Become Our Social Venture Kids Facilitator
SVP is searching for a volunteer facilitator for our teen philanthropy group, Social Venture Kids. Check out why this just might be the perfect fit, in the words of our 6-year veteran, Susan Sullivan.
Patience, good organizational skills, inherent awesomeness, ability to guide discussion without taking over, fun-loving, excited about working with youth, knowledge of philanthropy, and flexibility.
Those are the characteristics Social Venture Kids members are looking for in an adult facilitator. If you possess some of them, I encourage you to sign-up to be the new volunteer facilitator for SVK!
It’s a rewarding job. And might just be the perfect fit. I know it was for me.
In 2006, Paul Shoemaker asked me if I would like to assume responsibility for SVP’s teen grantmaking program from its founder, Barbara Norman. Even though my husband and I had been partners for several years and served on a grant committee together, I hadn’t really found an ‘in’ with SVP. Nothing seemed to fit my experience and I wasn’t sure of my interests at that point.
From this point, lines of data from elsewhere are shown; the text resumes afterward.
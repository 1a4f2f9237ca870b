use std::cell::{Cell, RefCell};
use std::rc::Rc;

use gridkit::{Color, Input, MouseButton, Toolkit};
use listframe::prelude::*;
use listframe::widget::WidgetId;
use listframe::{Error, ItemStyle, SubId};

fn setup() -> (Toolkit, Listbox<ListboxItem>) {
    let tk = Toolkit::new(30, 10);
    let root = tk.root();
    root.columnconfigure(0, 1);
    root.rowconfigure(0, 1);
    let listbox = Listbox::new(root);
    listbox.grid(gridkit::Grid::at(0, 0).sticky(gridkit::Sticky::NSEW));
    tk.update();
    (tk, listbox)
}

fn item(listbox: &Listbox<ListboxItem>, text: &str) -> ListboxItem {
    ListboxItem::new(listbox.content(), text)
}

fn texts(items: &[ListboxItem]) -> Vec<String> {
    items.iter().map(ListboxItem::text).collect()
}

fn contents(listbox: &Listbox<ListboxItem>) -> Vec<String> {
    texts(&listbox.get_range(0, Index::End))
}

fn abc(listbox: &Listbox<ListboxItem>) -> Vec<ListboxItem> {
    let items: Vec<ListboxItem> = ["A", "B", "C"].iter().map(|t| item(listbox, t)).collect();
    listbox.insert(Index::End, items.clone());
    items
}

fn click(tk: &Toolkit, item: &ListboxItem) {
    let rect = item.node().rect().expect("item is laid out");
    tk.dispatch(Input::MouseDown {
        x: rect.x as u16,
        y: rect.y as u16,
        button: MouseButton::Left,
    });
}

// ============================================================================
// Scenario Tests
// ============================================================================

#[test]
fn test_append_two_items() {
    let (_tk, listbox) = setup();
    listbox.insert(Index::End, [item(&listbox, "A")]);
    listbox.insert(Index::End, [item(&listbox, "B")]);

    assert_eq!(contents(&listbox), vec!["A", "B"]);
    assert_eq!(listbox.size(), 2);
}

#[test]
fn test_insert_before_selection_moves_it() {
    let (_tk, listbox) = setup();
    let items = abc(&listbox);
    items[1].request_select();
    assert_eq!(listbox.selected_index(), Some(1));

    listbox.insert(0, [item(&listbox, "Z")]);

    assert_eq!(listbox.selected_index(), Some(2));
    assert_eq!(listbox.curselection(), vec![items[1].clone()]);
}

#[test]
fn test_delete_first_two() {
    let (_tk, listbox) = setup();
    let items = abc(&listbox);

    listbox.delete_range(0, 1);

    assert_eq!(contents(&listbox), vec!["C"]);
    assert_eq!(listbox.size(), 1);
    assert!(items[0].node().is_destroyed());
    assert!(items[1].node().is_destroyed());
}

#[test]
fn test_activate_end_on_empty_is_noop() {
    let (_tk, listbox) = setup();
    let changes = Rc::new(RefCell::new(Vec::new()));
    let seen = Rc::clone(&changes);
    listbox.on_select(move |i| seen.borrow_mut().push(i));

    listbox.activate(Index::End);

    assert!(changes.borrow().is_empty());
    assert!(listbox.curselection().is_empty());
}

#[test]
fn test_delete_selected_clears_curselection() {
    let (_tk, listbox) = setup();
    let items = abc(&listbox);
    items[2].request_select();

    listbox.delete_range(1, Index::End);

    assert!(listbox.curselection().is_empty());
    assert_eq!(listbox.index("active"), Ok(-1));
}

#[test]
fn test_delete_then_get_returns_following_item() {
    let (_tk, listbox) = setup();
    abc(&listbox);

    listbox.delete(1);

    assert_eq!(listbox.get(1).map(|i| i.text()), Some("C".to_string()));
}

// ============================================================================
// Activate Tests
// ============================================================================

#[test]
fn test_activate_selects_and_notifies() {
    let (_tk, listbox) = setup();
    let items = abc(&listbox);
    let changes = Rc::new(RefCell::new(Vec::new()));
    let seen = Rc::clone(&changes);
    listbox.on_select(move |i| seen.borrow_mut().push(i));

    listbox.activate(Index::End);
    listbox.activate(Index::End);
    listbox.activate(-5);

    assert_eq!(*changes.borrow(), vec![2, 0]);
    assert!(items[0].is_selected());
    assert!(!items[2].is_selected());
}

#[test]
fn test_activate_clamps_high_index() {
    let (_tk, listbox) = setup();
    abc(&listbox);

    listbox.activate(40);

    assert_eq!(listbox.selected_index(), Some(2));
}

// ============================================================================
// Index Tests
// ============================================================================

#[test]
fn test_index_keywords_and_strings() {
    let (_tk, listbox) = setup();
    abc(&listbox);

    assert_eq!(listbox.index(Index::End), Ok(3));
    assert_eq!(listbox.index("end"), Ok(3));
    assert_eq!(listbox.index("active"), Ok(-1));
    assert_eq!(listbox.index("7"), Ok(7));
    assert_eq!(listbox.index(2usize), Ok(2));

    listbox.activate(1);
    assert_eq!(listbox.index(Index::Active), Ok(1));
}

#[test]
fn test_index_rejects_garbage() {
    let (_tk, listbox) = setup();
    let err = listbox.index("middle").unwrap_err();

    assert_eq!(err, Error::BadIndex("middle".to_string()));
    assert_eq!(
        err.to_string(),
        "bad listbox index \"middle\": must be active, end, or a number"
    );
}

// ============================================================================
// Item Interaction Tests
// ============================================================================

#[test]
fn test_click_selects_item_once() {
    let (tk, listbox) = setup();
    let items = abc(&listbox);
    let changes = Rc::new(RefCell::new(Vec::new()));
    let seen = Rc::clone(&changes);
    listbox.on_select(move |i| seen.borrow_mut().push(i));

    click(&tk, &items[1]);
    click(&tk, &items[1]);
    click(&tk, &items[0]);

    assert_eq!(*changes.borrow(), vec![1, 0]);
    assert!(items[0].is_selected());
    assert!(!items[1].is_selected());
}

#[test]
fn test_click_does_not_reach_listbox_frame() {
    let (tk, listbox) = setup();
    let items = abc(&listbox);
    let reached = Rc::new(RefCell::new(false));
    let flag = Rc::clone(&reached);
    listbox.content().bind(gridkit::EventKind::Button, move |_| {
        *flag.borrow_mut() = true;
        gridkit::Propagation::Continue
    });

    click(&tk, &items[0]);

    assert!(!*reached.borrow());
}

#[test]
fn test_selected_background() {
    let (_tk, listbox) = setup();
    let items = abc(&listbox);

    listbox.activate(0);

    assert_eq!(items[0].node().background(), Some(Color::named("light sky blue")));
    assert_eq!(items[1].node().background(), Some(Color::named("white")));
}

#[test]
fn test_hover_previews_only_unselected() {
    let (tk, listbox) = setup();
    let items = abc(&listbox);
    listbox.activate(0);
    let first = items[0].node().rect().unwrap();
    let second = items[1].node().rect().unwrap();

    tk.dispatch(Input::MouseMove {
        x: second.x as u16,
        y: second.y as u16,
    });
    assert_eq!(items[1].node().background(), Some(Color::named("light sky blue")));

    tk.dispatch(Input::MouseMove {
        x: first.x as u16,
        y: first.y as u16,
    });
    assert_eq!(items[1].node().background(), Some(Color::named("white")));
    assert_eq!(items[0].node().background(), Some(Color::named("light sky blue")));

    tk.dispatch(Input::MouseMove { x: 29, y: 9 });
    assert_eq!(
        items[0].node().background(),
        Some(Color::named("light sky blue")),
        "leaving a selected item keeps it highlighted"
    );
}

#[test]
fn test_custom_item_style() {
    let (_tk, listbox) = setup();
    let style = ItemStyle::new().normal("black").selected("yellow");
    let custom = ListboxItem::with_style(listbox.content(), "X", style);
    listbox.insert(0, [custom.clone()]);

    listbox.activate(0);
    assert_eq!(custom.node().background(), Some(Color::named("yellow")));

    custom.deselect();
    assert_eq!(custom.node().background(), Some(Color::named("black")));
}

// ============================================================================
// Layout Tests
// ============================================================================

#[test]
fn test_items_stack_in_index_order() {
    let (_tk, listbox) = setup();
    let items = abc(&listbox);
    listbox.insert(1, [item(&listbox, "Z")]);

    let z = listbox.get(1).unwrap();
    let ys: Vec<i32> = [&items[0], &z, &items[1], &items[2]]
        .iter()
        .map(|i| i.node().rect().unwrap().y)
        .collect();

    assert_eq!(ys, vec![0, 1, 2, 3]);
}

#[test]
fn test_geometry_follows_delete() {
    let (_tk, listbox) = setup();
    let items = abc(&listbox);

    listbox.delete(0);

    assert_eq!(items[1].node().rect().map(|r| r.y), Some(0));
    assert_eq!(items[2].grid_info().map(|g| g.row), Some(1));
}

#[test]
fn test_caller_button_binding_keeps_click_selection() {
    let (tk, listbox) = setup();
    let items = abc(&listbox);
    let clicks = Rc::new(RefCell::new(0));
    let seen = Rc::clone(&clicks);
    items[1].node().bind(gridkit::EventKind::Button, move |_| {
        *seen.borrow_mut() += 1;
        gridkit::Propagation::Continue
    });

    click(&tk, &items[1]);

    assert_eq!(*clicks.borrow(), 1);
    assert_eq!(listbox.selected_index(), Some(1));
}

#[test]
fn test_caller_enter_binding_keeps_hover_preview() {
    let (tk, listbox) = setup();
    let items = abc(&listbox);
    items[2].node().bind(gridkit::EventKind::Enter, |_| gridkit::Propagation::Continue);
    let rect = items[2].node().rect().expect("item is laid out");

    tk.dispatch(Input::MouseMove {
        x: rect.x as u16,
        y: rect.y as u16,
    });

    assert_eq!(items[2].node().background(), Some(Color::named("light sky blue")));
}

// ============================================================================
// Lifecycle Tests
// ============================================================================

/// A list item that counts how often something subscribed to it.
#[derive(Clone)]
struct Tracked {
    item: ListboxItem,
    subscriptions: Rc<Cell<usize>>,
}

impl Tracked {
    fn new(listbox: &Listbox<Tracked>, text: &str) -> Self {
        Self {
            item: ListboxItem::new(listbox.content(), text),
            subscriptions: Rc::default(),
        }
    }
}

impl Widget for Tracked {
    fn widget_id(&self) -> WidgetId {
        self.item.widget_id()
    }

    fn grid(&self, grid: gridkit::Grid) {
        self.item.grid(grid);
    }

    fn grid_info(&self) -> Option<gridkit::Grid> {
        self.item.grid_info()
    }

    fn grid_forget(&self) {
        self.item.grid_forget();
    }

    fn destroy(&self) {
        self.item.destroy();
    }
}

impl Selectable for Tracked {
    fn is_selected(&self) -> bool {
        self.item.is_selected()
    }

    fn select(&self) {
        self.item.select();
    }

    fn deselect(&self) {
        self.item.deselect();
    }

    fn request_select(&self) {
        self.item.request_select();
    }

    fn on_select_request(&self, f: Box<dyn Fn(WidgetId)>) -> SubId {
        self.subscriptions.set(self.subscriptions.get() + 1);
        self.item.on_select_request(f)
    }
}

#[test]
fn test_ignored_insert_does_not_subscribe() {
    let tk = Toolkit::new(30, 10);
    let listbox: Listbox<Tracked> = Listbox::new(tk.root());
    let x = Tracked::new(&listbox, "X");

    listbox.insert(-1, [x.clone()]);
    listbox.insert(Index::Active, [x.clone()]);
    assert_eq!(listbox.size(), 0);
    assert_eq!(x.subscriptions.get(), 0);

    listbox.insert(Index::End, [x.clone()]);
    assert_eq!(x.subscriptions.get(), 1);
}

#[test]
fn test_destroy_empties_listbox() {
    let (tk, listbox) = setup();
    let items = abc(&listbox);
    listbox.activate(1);

    listbox.destroy();
    tk.update();

    assert_eq!(listbox.size(), 0);
    assert!(listbox.curselection().is_empty());
    assert_eq!(listbox.selected_index(), None);
    assert_eq!(listbox.index(Index::Active), Ok(-1));
    assert!(items.iter().all(|item| item.node().is_destroyed()));
    assert!(listbox.frame().outer().is_destroyed());
}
I had no youth development experience, other than having three kids of my own. But, Paul’s confidence in me, gave me the nudge I needed to say yes. That spring I attended the SVK meetings to learn the ropes and in the fall, I was in charge!
I quickly realized that the point is not to take over, but to support and empower the members to lead and decide the direction of the organization. (Hear from the kids themselves in this short video.)
The program loosely models the SVP grant making cycle, but there is also a lot of flexibility and room for creativity. Each year, things change a little, like going from a one-stage to two-staged grantmaking process or adding the SVK Fellows program to bring in more diverse perspectives.
When we need expertise, like learning how to write a fundraising ask letter or reading nonprofit financial statements, we tap into the SVP partnership and staff. One year we did a workshop on cultural competency, and last year we partnered with The Seattle Foundation Youth Grantmaking Board and hosted a panel of speakers to educate us about areas of need in King County.
There is no shortage of new things to try and to learn!
SVK starts in mid-September with a teambuilding meeting. From then through early May we meet twice a month on Sunday evening. In addition to the regular meetings, SVK members attend the fall and spring partner meetings to evangelize SVK and practice mingling skills. They also conduct site visits.
This year half of the meetings have been at the SVP offices downtown and the other half on the Eastside in my home. We share a meal (pizza or taco salad, veggies and dip, apples, cookies, etc.), get to know each other, learn about the issues in King County, and figure out issues that are important to us.
Every year SVK selects a different topic to focus on. This year it is hunger. Past issues have included homelessness, the environment, alcohol and drug abuse, teen pregnancy, and juvenile justice.
One of the member’s favorite meetings is the evening when they select that year’s issue. They like to argue and sway other member’s opinions regarding a favored cause. At other meetings we conduct research or present our findings, host an issue-specific panel of speakers, assemble our fundraising mailing, evaluate and rate grant applications, discuss site visits, and practice mingling.
In theory I know that I am supposed to be helping SVK members develop their leadership skills and discover an issue they are passionate about. In reality, they have given that to me. Youth development is my passion, the issue I focus my energies on.
I invite you to join me next year, my last with SVK, to learn the ropes and to take your own journey with a group of intelligent, engaged, funny, thoughtful, articulate, hardworking, passionate, and inspiring grant makers.